In 1995, the National Education Association estimated that every day, 160,000 kids stay home from school because they’re afraid they’ll be bullied. And at 2010’s summit, Duncan said, “A school where children don’t feel safe is a school where children struggle to learn. It’s a school where kids drop out, tune out, and get depressed.”
Kids still stay home from school—or give up on school entirely—because they’re afraid of being bullied.
TAKE THREE:
I am grown up. At a political meeting in my hometown, I mention that bullying often occurs on our school buses. “Oh,” says one man, “but all kids are bullied—I was bullied.” He sounds like the many people who think bullying is a natural part of childhood—a normal rite of passage.
In 2008, the Yale School of Medicine found that there seems to be a definite connection between being bullied and committing suicide. Would the grieving parents of Phoebe Prince and Carl Joseph Walker-Hoove, both from Massachusetts; Eric Mohat from Ohio; Megan Meier from Missouri; and Ryan Halligan from Vermont—all suicide victims because of being bullied—agree that being bullied is a normal rite of passage?
More videos race through my head.
TAKE FOUR:
I’m a student teacher, and in the class to which I’m assigned there’s a girl who is obviously a lesbian and who I’m sure has been bullied. One day I hear that she’s been raped in the girls’ bathroom with a Coke bottle by some of her classmates.
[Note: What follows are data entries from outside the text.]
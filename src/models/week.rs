//! ISO week keys
//!
//! Every series in the engine is bucketed by ISO week (Monday start). The
//! textual form `YYYY-W##` is shared with external reports, so formatting and
//! parsing must stay bit-exact.

use std::fmt;
use std::str::FromStr;

use chrono::{Datelike, Duration, NaiveDate, Weekday};
use serde::{Deserialize, Serialize};

use crate::error::SurveillanceError;

/// One ISO week, identified by its Monday
#[derive(Debug, Clone, Copy, PartialEq, Eq, PartialOrd, Ord, Hash, Serialize, Deserialize)]
#[serde(try_from = "String", into = "String")]
pub struct WeekKey {
    monday: NaiveDate,
}

impl WeekKey {
    /// Create a week key from an ISO year and week number
    pub fn new(iso_year: i32, week: u32) -> Result<Self, SurveillanceError> {
        NaiveDate::from_isoywd_opt(iso_year, week, Weekday::Mon)
            .map(|monday| Self { monday })
            .ok_or_else(|| SurveillanceError::InvalidWeekKey(format!("{iso_year}-W{week:02}")))
    }

    /// The week containing `date`
    #[must_use]
    pub fn from_date(date: NaiveDate) -> Self {
        let offset = i64::from(date.weekday().num_days_from_monday());
        Self {
            monday: date - Duration::days(offset),
        }
    }

    /// Monday of this week
    #[must_use]
    pub const fn monday(self) -> NaiveDate {
        self.monday
    }

    /// ISO week-numbering year (may differ from the calendar year of the Monday)
    #[must_use]
    pub fn iso_year(self) -> i32 {
        self.monday.iso_week().year()
    }

    /// ISO week number, 1..=53
    #[must_use]
    pub fn week(self) -> u32 {
        self.monday.iso_week().week()
    }

    /// The following week
    #[must_use]
    pub fn next(self) -> Self {
        Self {
            monday: self.monday + Duration::days(7),
        }
    }

    /// Number of weeks from `self` to `other` (negative when `other` is earlier)
    #[must_use]
    pub fn weeks_until(self, other: Self) -> i64 {
        (other.monday - self.monday).num_days() / 7
    }

    /// Iterate every week from `self` to `last`, both inclusive
    pub fn through(self, last: Self) -> impl Iterator<Item = WeekKey> {
        std::iter::successors(Some(self), move |week| {
            let next = week.next();
            (next <= last).then_some(next)
        })
        .take_while(move |week| *week <= last)
    }
}

impl fmt::Display for WeekKey {
    fn fmt(&self, f: &mut fmt::Formatter<'_>) -> fmt::Result {
        let iso = self.monday.iso_week();
        write!(f, "{:04}-W{:02}", iso.year(), iso.week())
    }
}

impl FromStr for WeekKey {
    type Err = SurveillanceError;

    /// Parse `YYYY-W##`. The week number must be zero-padded to two digits.
    fn from_str(s: &str) -> Result<Self, Self::Err> {
        let invalid = || SurveillanceError::InvalidWeekKey(s.to_string());

        let (year, week) = s.split_once("-W").ok_or_else(invalid)?;
        if year.len() != 4 || week.len() != 2 {
            return Err(invalid());
        }
        if !year.bytes().chain(week.bytes()).all(|b| b.is_ascii_digit()) {
            return Err(invalid());
        }

        let year = year.parse::<i32>().map_err(|_| invalid())?;
        let week = week.parse::<u32>().map_err(|_| invalid())?;
        Self::new(year, week).map_err(|_| invalid())
    }
}

impl TryFrom<String> for WeekKey {
    type Error = SurveillanceError;

    fn try_from(value: String) -> Result<Self, Self::Error> {
        value.parse()
    }
}

impl From<WeekKey> for String {
    fn from(week: WeekKey) -> Self {
        week.to_string()
    }
}
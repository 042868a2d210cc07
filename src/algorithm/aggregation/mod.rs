//! Weekly aggregation
//!
//! Turns raw observations for one scope/test selection into gap-free weekly
//! series. Every week between the first and last observed week is present,
//! including weeks without observations, so that detectors with memory never
//! read a missing week as a jump.

use std::collections::BTreeMap;

use itertools::Itertools;
use log::debug;
use rustc_hash::FxHashMap;

use crate::models::{AgeBand, Observation, SeriesKey, Sex, WeekKey, WeeklyBucket, WeeklySeries};
use crate::registry::SignalDefinition;
use crate::utils::logging::log_warning;

/// Builds weekly series for one signal
#[derive(Debug, Clone, Copy)]
pub struct WeeklyAggregator<'a> {
    signal: &'a SignalDefinition,
}

#[derive(Debug, Default, Clone, Copy)]
struct Counts {
    n: u32,
    flagged: u32,
}

/// Observations that passed the signal's unit and test checks
struct Judged {
    week: WeekKey,
    sex: Sex,
    age_band: Option<AgeBand>,
    flagged: bool,
}

impl<'a> WeeklyAggregator<'a> {
    /// Aggregator applying `signal`'s abnormality rule
    #[must_use]
    pub const fn new(signal: &'a SignalDefinition) -> Self {
        Self { signal }
    }

    /// Pooled series (all sexes, all ages) for the selection `scope_id`
    #[must_use]
    pub fn aggregate(&self, scope_id: &str, observations: &[Observation]) -> WeeklySeries {
        let key = SeriesKey::pooled(scope_id, self.signal.test_code);
        let (judged, skipped) = self.judge(observations);

        let mut counts: FxHashMap<WeekKey, Counts> = FxHashMap::default();
        for obs in &judged {
            bump(counts.entry(obs.week).or_default(), obs.flagged);
        }

        let mut series = build_series(key, &counts, span(&judged));
        series.skipped = skipped;
        debug!(
            "Aggregated {} observations into {} weeks for {} ({} skipped)",
            judged.len(),
            series.len(),
            series.key,
            skipped
        );
        series
    }

    /// The pooled series plus one series per (sex, age band) stratum present.
    ///
    /// All series share the pooled series' week span. Observations without a
    /// usable age only contribute to the pooled series.
    #[must_use]
    pub fn aggregate_stratified(
        &self,
        scope_id: &str,
        observations: &[Observation],
    ) -> BTreeMap<SeriesKey, WeeklySeries> {
        let pooled_key = SeriesKey::pooled(scope_id, self.signal.test_code);
        let (judged, skipped) = self.judge(observations);
        let weeks = span(&judged);

        let mut counts: FxHashMap<SeriesKey, FxHashMap<WeekKey, Counts>> = FxHashMap::default();
        for obs in &judged {
            bump(
                counts
                    .entry(pooled_key.clone())
                    .or_default()
                    .entry(obs.week)
                    .or_default(),
                obs.flagged,
            );
            if let Some(age_band) = obs.age_band {
                let stratum = pooled_key.stratum(Some(obs.sex), Some(age_band));
                bump(
                    counts.entry(stratum).or_default().entry(obs.week).or_default(),
                    obs.flagged,
                );
            }
        }

        let mut all: BTreeMap<SeriesKey, WeeklySeries> = counts
            .into_iter()
            .map(|(key, weekly)| {
                let series = build_series(key.clone(), &weekly, weeks);
                (key, series)
            })
            .collect();

        match all.get_mut(&pooled_key) {
            Some(pooled) => pooled.skipped = skipped,
            None => {
                let mut empty = WeeklySeries::empty(pooled_key.clone());
                empty.skipped = skipped;
                all.insert(pooled_key, empty);
            }
        }

        debug!(
            "Aggregated {} observations into {} strata for {}/{}",
            judged.len(),
            all.len(),
            scope_id,
            self.signal.test_code
        );
        all
    }

    fn judge(&self, observations: &[Observation]) -> (Vec<Judged>, usize) {
        let mut judged = Vec::with_capacity(observations.len());
        let mut wrong_test = 0usize;
        let mut unknown_unit = 0usize;

        for obs in observations {
            if !obs.test_code.eq_ignore_ascii_case(self.signal.test_code) {
                wrong_test += 1;
                continue;
            }
            let Some(flagged) = self.signal.is_flagged(obs) else {
                unknown_unit += 1;
                continue;
            };
            judged.push(Judged {
                week: WeekKey::from_date(obs.collected_at),
                sex: obs.sex,
                age_band: obs.age_band(),
                flagged,
            });
        }

        if wrong_test > 0 {
            log_warning(
                &format!(
                    "Skipped {wrong_test} observations not for test {}",
                    self.signal.test_code
                ),
                Some(self.signal.id),
            );
        }
        if unknown_unit > 0 {
            log_warning(
                &format!(
                    "Skipped {unknown_unit} observations in units other than {} or its known conversions",
                    self.signal.canonical_unit
                ),
                Some(self.signal.id),
            );
        }

        (judged, wrong_test + unknown_unit)
    }
}

fn bump(counts: &mut Counts, flagged: bool) {
    counts.n += 1;
    if flagged {
        counts.flagged += 1;
    }
}

fn span(judged: &[Judged]) -> Option<(WeekKey, WeekKey)> {
    judged
        .iter()
        .map(|obs| obs.week)
        .minmax()
        .into_option()
}

fn build_series(
    key: SeriesKey,
    counts: &FxHashMap<WeekKey, Counts>,
    weeks: Option<(WeekKey, WeekKey)>,
) -> WeeklySeries {
    let Some((first, last)) = weeks else {
        return WeeklySeries::empty(key);
    };

    let buckets = first
        .through(last)
        .map(|week| match counts.get(&week) {
            Some(c) => WeeklyBucket::from_counts(week, c.n, c.flagged),
            None => WeeklyBucket::empty(week),
        })
        .collect();

    WeeklySeries {
        key,
        buckets,
        skipped: 0,
    }
}
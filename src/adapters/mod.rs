//! Boundary adapters
//!
//! Normalize heterogeneous external shapes into the canonical model before
//! anything reaches aggregation, detection or consensus.

pub mod method_results;
pub mod rows;

pub use method_results::{adapt_method_result, adapt_point, adapt_points};
pub use rows::{AdaptedRows, adapt_row, adapt_rows, parse_date};
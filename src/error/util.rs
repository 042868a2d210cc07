//! Utility functions for error handling
//!
//! Helpers that turn low-level I/O failures into errors that name the file
//! and what it was needed for.

use std::io;
use std::path::Path;

use crate::error::{Result, SurveillanceError};

/// Check that an input file exists and is a regular file
///
/// # Arguments
/// * `path` - The path to check
/// * `purpose` - Why the file is needed (for error context)
pub fn validate_input_file(path: &Path, purpose: &str) -> Result<()> {
    if !path.exists() {
        return Err(SurveillanceError::file(
            path,
            format!("File not found, needed for: {purpose}"),
        ));
    }

    if !path.is_file() {
        return Err(SurveillanceError::file(
            path,
            format!("Path is not a file, expected a file for: {purpose}"),
        ));
    }

    Ok(())
}

/// Attach the file path and purpose to an I/O error
pub fn describe_io_error(path: &Path, purpose: &str, error: &io::Error) -> SurveillanceError {
    let context = match error.kind() {
        io::ErrorKind::PermissionDenied => "Permission denied - check file permissions".to_string(),
        io::ErrorKind::NotFound => {
            "File not found - it may have been deleted during operation".to_string()
        }
        io::ErrorKind::InvalidData => {
            "File contains invalid UTF-8 data - cannot read as text".to_string()
        }
        _ => format!("Failed to read file for: {purpose}: {error}"),
    };

    SurveillanceError::file(path, context)
}
//! External method-result adapter
//!
//! Detector output computed elsewhere arrives with its own field names. It is
//! normalized here into [`MethodResult`] so that interpretation and consensus
//! only ever read the canonical shape.

use log::debug;
use serde_json::{Map, Value};

use crate::error::{Result, SurveillanceError};
use crate::models::{Method, MethodPoint, MethodResult, MethodStatus, WeekKey};
use crate::utils::logging::log_warning;

const STATISTIC_FIELDS: &[&str] = &["statistic", "value", "ewma", "cusum", "observed"];
const LIMIT_FIELDS: &[&str] = &["controlLimit", "ucl", "threshold", "upper"];
const ALERT_FIELDS: &[&str] = &["alert", "flag", "signal"];
const WEEK_FIELDS: &[&str] = &["week", "weekKey", "isoWeek"];
const N_FIELDS: &[&str] = &["n", "count", "total"];
const POINT_LIST_FIELDS: &[&str] = &["points", "series", "results"];

fn field<'a>(object: &'a Map<String, Value>, names: &[&str]) -> Option<&'a Value> {
    names
        .iter()
        .find_map(|name| object.get(*name).filter(|v| !v.is_null()))
}

fn number(value: &Value) -> Option<f64> {
    match value {
        Value::Number(n) => n.as_f64(),
        Value::String(s) => s.trim().parse().ok(),
        _ => None,
    }
    .filter(|v: &f64| v.is_finite())
}

fn flag(value: &Value) -> Option<bool> {
    match value {
        Value::Bool(b) => Some(*b),
        Value::Number(n) => n.as_f64().map(|v| v != 0.0),
        Value::String(s) => match s.trim().to_ascii_lowercase().as_str() {
            "true" | "yes" | "1" => Some(true),
            "false" | "no" | "0" => Some(false),
            _ => None,
        },
        _ => None,
    }
}

/// Adapt one external point.
///
/// The alert flag is recomputed from statistic and limit; an external flag
/// that disagrees is logged and overruled.
pub fn adapt_point(method: Method, index: usize, point: &Value) -> Result<MethodPoint> {
    let Value::Object(point) = point else {
        return Err(SurveillanceError::malformed_row(index, "point is not an object"));
    };

    let week: WeekKey = field(point, WEEK_FIELDS)
        .and_then(Value::as_str)
        .ok_or_else(|| SurveillanceError::malformed_row(index, "missing week"))?
        .parse()?;
    let statistic = field(point, STATISTIC_FIELDS)
        .and_then(number)
        .ok_or_else(|| SurveillanceError::malformed_row(index, "missing or non-numeric statistic"))?;
    let n = field(point, N_FIELDS)
        .and_then(number)
        .map_or(0, |n| n.max(0.0).round() as u32);
    let limit = field(point, LIMIT_FIELDS).and_then(number);

    let adapted = match limit {
        Some(limit) => MethodPoint::evaluated(week, statistic, limit, n),
        None => MethodPoint::unevaluated(week, statistic, n),
    };

    if let Some(external) = field(point, ALERT_FIELDS).and_then(flag) {
        if external != adapted.alert {
            debug!(
                "{method} point {week}: external alert flag {external} overruled by limit comparison"
            );
        }
    }
    Ok(adapted)
}

/// Adapt a list of external points for `method`
pub fn adapt_points(method: Method, points: &[Value]) -> Result<MethodResult> {
    let points = points
        .iter()
        .enumerate()
        .map(|(index, point)| adapt_point(method, index, point))
        .collect::<Result<Vec<_>>>()?;
    Ok(MethodResult::from_points(method, points, short_status(method)))
}

/// Adapt an external result object carrying its method name and points
pub fn adapt_method_result(value: &Value) -> Result<MethodResult> {
    let Value::Object(object) = value else {
        return Err(SurveillanceError::ContractViolation(
            "method result is not an object".to_string(),
        ));
    };
    let method: Method = object
        .get("method")
        .and_then(Value::as_str)
        .ok_or_else(|| SurveillanceError::ContractViolation("method result without a method name".to_string()))?
        .parse()?;

    match field(object, POINT_LIST_FIELDS) {
        Some(Value::Array(points)) => adapt_points(method, points),
        Some(_) => Err(SurveillanceError::ContractViolation(format!(
            "{method} points are not a list"
        ))),
        None => {
            log_warning("Method result without points", Some(method.name()));
            Ok(MethodResult::from_points(method, Vec::new(), short_status(method)))
        }
    }
}

/// Status reported when the latest point has no control limit
const fn short_status(method: Method) -> MethodStatus {
    match method {
        Method::Farrington => MethodStatus::InsufficientHistory,
        Method::Ewma | Method::Cusum => MethodStatus::InsufficientData,
    }
}
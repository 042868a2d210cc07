//! Small descriptive statistics used by the detectors

/// Arithmetic mean, `None` for an empty slice
#[must_use]
pub fn mean(values: &[f64]) -> Option<f64> {
    if values.is_empty() {
        return None;
    }
    Some(values.iter().sum::<f64>() / values.len() as f64)
}

/// Sample standard deviation (n - 1 denominator), `None` for fewer than two values
#[must_use]
pub fn sample_std(values: &[f64]) -> Option<f64> {
    if values.len() < 2 {
        return None;
    }
    let m = mean(values)?;
    let sum_sq: f64 = values.iter().map(|v| (v - m).powi(2)).sum();
    Some((sum_sq / (values.len() - 1) as f64).sqrt())
}

/// Standard deviation of a proportion `p` estimated from `n` trials
#[must_use]
pub fn binomial_std(p: f64, n: f64) -> f64 {
    if n <= 0.0 {
        return 0.0;
    }
    let p = p.clamp(0.0, 1.0);
    (p * (1.0 - p) / n).sqrt()
}
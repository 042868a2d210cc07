//! Detector configurations and named sensitivity presets

use std::fmt;

use serde::{Deserialize, Serialize};

/// EWMA chart tuning
#[derive(Debug, Clone, Copy, PartialEq, Serialize, Deserialize)]
#[serde(rename_all = "camelCase")]
pub struct EwmaConfig {
    /// Smoothing factor, weight of the newest week
    pub lambda: f64,
    /// Control-limit width in baseline standard deviations
    #[serde(rename = "L")]
    pub l: f64,
    /// Rolling baseline length in weeks
    pub baseline_n: usize,
}

/// CUSUM chart tuning
#[derive(Debug, Clone, Copy, PartialEq, Serialize, Deserialize)]
#[serde(rename_all = "camelCase")]
pub struct CusumConfig {
    /// Rolling baseline length in weeks
    pub baseline_n: usize,
    /// Allowed slack per week in baseline standard deviations
    pub k: f64,
    /// Decision threshold in baseline standard deviations
    pub h: f64,
}

/// Farrington-style comparison tuning
#[derive(Debug, Clone, Copy, PartialEq, Serialize, Deserialize)]
#[serde(rename_all = "camelCase")]
pub struct FarringtonConfig {
    /// Historical weeks required for an expected value
    pub baseline_weeks: usize,
    /// z-score threshold above the expected rate
    pub z: f64,
}

/// Tuning for all three detectors, fixed for the duration of one request
#[derive(Debug, Clone, Copy, PartialEq, Serialize, Deserialize)]
pub struct SensitivityConfig {
    /// EWMA tuning
    pub ewma: EwmaConfig,
    /// CUSUM tuning
    pub cusum: CusumConfig,
    /// Farrington-style tuning
    pub farrington: FarringtonConfig,
}

/// Named bundle of detector parameters
#[derive(Debug, Clone, Copy, PartialEq, Eq, PartialOrd, Ord, Hash, Serialize, Deserialize)]
#[serde(rename_all = "lowercase")]
pub enum Preset {
    /// Fewer false alarms, slower detection
    Low,
    /// Committee-approved defaults
    Standard,
    /// Faster detection, more false alarms
    High,
}

/// Preset used when none, or an unknown one, is requested
pub const DEFAULT_PRESET: Preset = Preset::Standard;

impl Preset {
    /// Every preset
    pub const ALL: [Self; 3] = [Self::Low, Self::Standard, Self::High];

    /// Parse a preset name, case-insensitively
    #[must_use]
    pub fn parse(name: &str) -> Option<Self> {
        match name.trim().to_ascii_lowercase().as_str() {
            "low" => Some(Self::Low),
            "standard" => Some(Self::Standard),
            "high" => Some(Self::High),
            _ => None,
        }
    }

    /// Preset for a requested name, falling back to [`DEFAULT_PRESET`]
    #[must_use]
    pub fn from_name_or_default(name: Option<&str>) -> Self {
        name.and_then(Self::parse).unwrap_or(DEFAULT_PRESET)
    }

    /// Lowercase preset name
    #[must_use]
    pub const fn name(self) -> &'static str {
        match self {
            Self::Low => "low",
            Self::Standard => "standard",
            Self::High => "high",
        }
    }

    /// Detector configuration of the preset
    #[must_use]
    pub const fn config(self) -> SensitivityConfig {
        match self {
            Self::Low => SensitivityConfig {
                ewma: EwmaConfig {
                    lambda: 0.2,
                    l: 3.5,
                    baseline_n: 12,
                },
                cusum: CusumConfig {
                    baseline_n: 12,
                    k: 0.75,
                    h: 8.0,
                },
                farrington: FarringtonConfig {
                    baseline_weeks: 12,
                    z: 3.0,
                },
            },
            Self::Standard => SensitivityConfig {
                ewma: EwmaConfig {
                    lambda: 0.3,
                    l: 3.0,
                    baseline_n: 8,
                },
                cusum: CusumConfig {
                    baseline_n: 8,
                    k: 0.5,
                    h: 5.0,
                },
                farrington: FarringtonConfig {
                    baseline_weeks: 8,
                    z: 2.0,
                },
            },
            Self::High => SensitivityConfig {
                ewma: EwmaConfig {
                    lambda: 0.4,
                    l: 2.5,
                    baseline_n: 6,
                },
                cusum: CusumConfig {
                    baseline_n: 6,
                    k: 0.25,
                    h: 3.0,
                },
                farrington: FarringtonConfig {
                    baseline_weeks: 6,
                    z: 1.65,
                },
            },
        }
    }
}

impl Default for Preset {
    fn default() -> Self {
        DEFAULT_PRESET
    }
}

impl fmt::Display for Preset {
    fn fmt(&self, f: &mut fmt::Formatter<'_>) -> fmt::Result {
        f.write_str(self.name())
    }
}

impl Default for SensitivityConfig {
    fn default() -> Self {
        DEFAULT_PRESET.config()
    }
}

impl fmt::Display for SensitivityConfig {
    fn fmt(&self, f: &mut fmt::Formatter<'_>) -> fmt::Result {
        writeln!(f, "Sensitivity Configuration:")?;
        writeln!(
            f,
            "  EWMA: lambda={}, L={}, baseline={} weeks",
            self.ewma.lambda, self.ewma.l, self.ewma.baseline_n
        )?;
        writeln!(
            f,
            "  CUSUM: k={}, h={}, baseline={} weeks",
            self.cusum.k, self.cusum.h, self.cusum.baseline_n
        )?;
        writeln!(
            f,
            "  Farrington: z={}, history={} weeks",
            self.farrington.z, self.farrington.baseline_weeks
        )
    }
}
Studies have shown that more than 33 percent of gay, lesbian, and transgender kids are harassed physically in school because of their sexual orientation, and more than 25 percent are harassed because of their gender expression. A study done recently at Nationwide Children’s Hospital found that gay, lesbian, and bisexual teens are bullied two to three times more than straight ones.
TAKE FIVE:
I can see this video clearly, because the boy it’s about is someone my partner and I helped bring up. Let’s call him Kevin. Kevin’s slight of build, has a pleasant, friendly face and a neat sense of humor, and his light brown hair tends to drape over his forehead. He’s the closest thing to a son I’ve ever had.
Now picture a sprawling one-story high school building with a flat roof. Put Kevin on top of it with other boys around him—and watch as the other boys hang him by his heels from the roof.
Thank God he neither fell nor later, like Phoebe Prince, Carl Joseph Walker-Hoover, and many others, committed suicide.
But years later, after Columbine, Kevin told me and my partner that had it not been for music, basketball, and people like us to talk with, he might well have taken a gun to school and used it, like Eric Harris and Dylan Klebold at Columbine High.
In 2002, research done by the Secret Service and the US Department of Education found that 75 percent of the school shooters they studied were victims of bullying.
There are thousands of bullying incidents every day.
Bullies and bystanders are caught in a cruel vortex of aggression and fear.